One crystal, many industries

It is still not widely appreciated – even by many scientists and engineers – that the growth of single crystals is the foundation upon which most modern technology is built. Without the work of crystal growers, there would be no electronics industry or computers, very little optical industry and some important gaps in conventional production engineering. Many types of single crystal are, for example, required for lasers, while optical components for spectroscopy and detection, scintillators for nuclear physics, diode light-sources, bearings, gemstones and innumerable other applications also make use of these versatile objects. In A Jewel in the Crown, Donald T J Hurle and Keith G Barraclough describe the inner workings of what was, in its heyday, one of the most important crystal growth laboratories in the world: the Royal Radar Establishment (later the Royal Signals and Radar Establishment, RSRE) in Malvern, UK. The workers at this establishment were responsible for an astonishing list of important discoveries and inventions, but perhaps the most impressive was their successful growth of thin layers of cadmium mercury telluride – a component of far-infrared detectors that is arguably the most intractable crystalline material ever employed in device production. Hurle and Barraclough’s book is concentrated and full of details (both technical and historical), and readers who were involved in crystal growth work during what is often regarded as the “golden era” of 1970–1990 will find it a delight.

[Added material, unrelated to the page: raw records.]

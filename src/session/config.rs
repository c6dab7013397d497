use serde::{Deserialize, Serialize};
use std::time::Duration;

use crate::speech::Language;

/// Configuration for the dictation controller
#[derive(Debug, Clone, Serialize, Deserialize)]
pub struct SessionConfig {
    /// Language used when a start request does not name one
    pub language: Language,

    /// How long to wait after stop for a last in-flight final result
    /// Default: 500ms
    pub grace_window: Duration,

    /// Capacity of the controller's event queue
    pub inbox_capacity: usize,
}

impl Default for SessionConfig {
    fn default() -> Self {
        Self {
            language: Language::Mixed,
            grace_window: Duration::from_millis(500),
            inbox_capacity: 128,
        }
    }
}
use anyhow::{Context, Result};
use clap::{Parser, Subcommand};
use std::sync::Arc;
use std::time::Duration;
use tracing::{info, warn};
use tracing_subscriber::EnvFilter;
use voiceflow::config::RecognizerChoice;
use voiceflow::environment::{BackendResolver, EnvironmentPreference, HttpProbe};
use voiceflow::session::{DictationController, SessionNotice, StartOutcome};
use voiceflow::speech::{Language, PlatformBackendFactory, Recognizer, RecognizerFactory, ScriptedRecognizer};
use voiceflow::{create_router, AppState, Config, HookRegistry, HostBridge, NatsHostBridge};

#[derive(Parser)]
#[command(name = "voiceflow")]
#[command(version)]
#[command(about = "Dictation capture service", long_about = None)]
struct Cli {
    /// Config file (extension optional)
    #[arg(short, long, default_value = "config/voiceflow")]
    config: String,

    #[command(subcommand)]
    command: Commands,
}

#[derive(Subcommand)]
enum Commands {
    /// Serve the HTTP control API
    Serve,

    /// Run one capture session and print the transcript
    Dictate {
        /// mixed, en or zh (default: configured language)
        #[arg(short, long)]
        language: Option<Language>,

        /// Stop capture after this many seconds
        #[arg(short, long, default_value_t = 5)]
        seconds: u64,
    },

    /// Resolve the dev/prod endpoint and print it as JSON
    Resolve {
        /// auto, dev or prod (default: configured preference)
        #[arg(short, long)]
        preference: Option<EnvironmentPreference>,
    },
}

#[tokio::main]
async fn main() -> Result<()> {
    tracing_subscriber::fmt()
        .with_env_filter(EnvFilter::try_from_default_env().unwrap_or_else(|_| EnvFilter::new("info")))
        .init();

    let cli = Cli::parse();
    let cfg = Config::load(&cli.config)?;

    info!("Voiceflow v{}", env!("CARGO_PKG_VERSION"));

    match cli.command {
        Commands::Serve => serve(cfg).await,
        Commands::Dictate { language, seconds } => {
            dictate(cfg, language, Duration::from_secs(seconds)).await
        }
        Commands::Resolve { preference } => resolve(cfg, preference).await,
    }
}

/// Feature-detect the speech capabilities described by the config.
///
/// Returns the host transport too, so callers can forward preference changes.
async fn build_factory(cfg: &Config) -> Result<(PlatformBackendFactory, Option<Arc<NatsHostBridge>>)> {
    let mut factory = PlatformBackendFactory::new().with_event_buffer(cfg.dictation.event_buffer);
    let mut host = None;

    if cfg.bridge.enabled {
        match NatsHostBridge::connect(
            &cfg.bridge.nats_url,
            cfg.bridge.request_subject.clone(),
            cfg.bridge.callback_subject.clone(),
        )
        .await
        {
            Ok(bridge) => {
                let bridge = Arc::new(bridge);
                let hooks = Arc::new(HookRegistry::new());
                bridge.listen(Arc::clone(&hooks)).await?;
                factory = factory.with_bridge(
                    bridge.clone(),
                    hooks,
                    cfg.bridge.engine_config(cfg.dictation.event_buffer),
                );
                host = Some(bridge);
            }
            Err(e) => warn!("Host bridge unavailable, continuing without it: {:#}", e),
        }
    }

    if cfg.embedded.recognizer == RecognizerChoice::Scripted {
        let script = cfg.embedded.script.clone();
        let interval = cfg.embedded.char_interval();
        let recognizer: RecognizerFactory = Arc::new(move || {
            Ok(Box::new(ScriptedRecognizer::new(script.clone(), interval)) as Box<dyn Recognizer>)
        });
        factory = factory.with_recognizer(recognizer);
    }

    Ok((factory, host))
}

fn build_resolver(cfg: &Config) -> Result<BackendResolver> {
    let probe = HttpProbe::new()?;
    Ok(BackendResolver::new(
        cfg.environment.dev_candidate(),
        cfg.environment.prod_candidate(),
        cfg.environment.preference,
        Arc::new(probe),
    ))
}

async fn serve(cfg: Config) -> Result<()> {
    let mut resolver = build_resolver(&cfg)?;
    let resolved = resolver.resolve().await;
    info!("Using {:?} endpoint {} ({:?})", resolved.kind, resolved.endpoint, resolved.status);

    let (factory, host) = build_factory(&cfg).await?;
    let (dictation, notices) = DictationController::spawn(Arc::new(factory), cfg.dictation.session_config());

    let mut state = AppState::new(dictation.clone(), resolver);
    if let Some(host) = host {
        state = state.with_host(host as Arc<dyn HostBridge>);
    }
    state.collect_notices(notices);

    if cfg.dictation.auto_start {
        match dictation.start(None).await {
            Ok(outcome) => info!("Auto-start: {:?}", outcome),
            Err(e) => warn!("Auto-start failed: {}", e),
        }
    }

    let addr = format!("{}:{}", cfg.service.http.bind, cfg.service.http.port);
    let listener = tokio::net::TcpListener::bind(&addr)
        .await
        .with_context(|| format!("Failed to bind {}", addr))?;
    info!("HTTP API listening on http://{}", addr);

    axum::serve(listener, create_router(state))
        .with_graceful_shutdown(async {
            let _ = tokio::signal::ctrl_c().await;
            info!("Shutting down");
        })
        .await
        .context("HTTP server failed")?;

    dictation.shutdown().await;
    Ok(())
}

async fn dictate(cfg: Config, language: Option<Language>, seconds: Duration) -> Result<()> {
    let (factory, _host) = build_factory(&cfg).await?;
    let session_config = cfg.dictation.session_config();
    let grace = session_config.grace_window;
    let label = language.unwrap_or(session_config.language).label();
    let (dictation, mut notices) = DictationController::spawn(Arc::new(factory), session_config);

    match dictation.start(language).await.context("Failed to start dictation")? {
        StartOutcome::Started { generation, backend } => {
            info!("Listening in {} ({} backend, session {})", label, backend, generation)
        }
        StartOutcome::AlreadyActive { status } => anyhow::bail!("Dictation already {}", status),
    }

    // The backend may end the session on its own before the deadline
    let notice = match tokio::time::timeout(seconds, notices.recv()).await {
        Ok(notice) => notice,
        Err(_) => {
            dictation.stop().await.context("Failed to stop dictation")?;
            // Empty sessions deliver nothing, so bound the wait
            tokio::time::timeout(grace + Duration::from_secs(1), notices.recv())
                .await
                .unwrap_or(None)
        }
    };

    match notice {
        Some(SessionNotice::Finished(transcript)) => println!("{}", transcript.text),
        Some(SessionNotice::Failed { error, .. }) => {
            dictation.shutdown().await;
            anyhow::bail!("Dictation failed: {}", error);
        }
        None => println!("(no speech captured)"),
    }

    dictation.shutdown().await;
    Ok(())
}

async fn resolve(cfg: Config, preference: Option<EnvironmentPreference>) -> Result<()> {
    let mut resolver = build_resolver(&cfg)?;
    let resolved = match preference {
        Some(preference) => resolver.set_preference(preference).await,
        None => resolver.resolve().await,
    };

    println!("{}", serde_json::to_string_pretty(&resolved)?);
    Ok(())
}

But the book also has implications that stretch well beyond one field or institution. After a series of amalgamations in the 1990s, the remains of RSRE were eventually floated on the London Stock Exchange as part of a commercial company, QinetiQ. Yet during its years as a state-run organization, the RSRE was both monumentally successful and the driving force behind the creation of successful specialist companies. Politicians who believe they can organize scientific research should consider its history very seriously.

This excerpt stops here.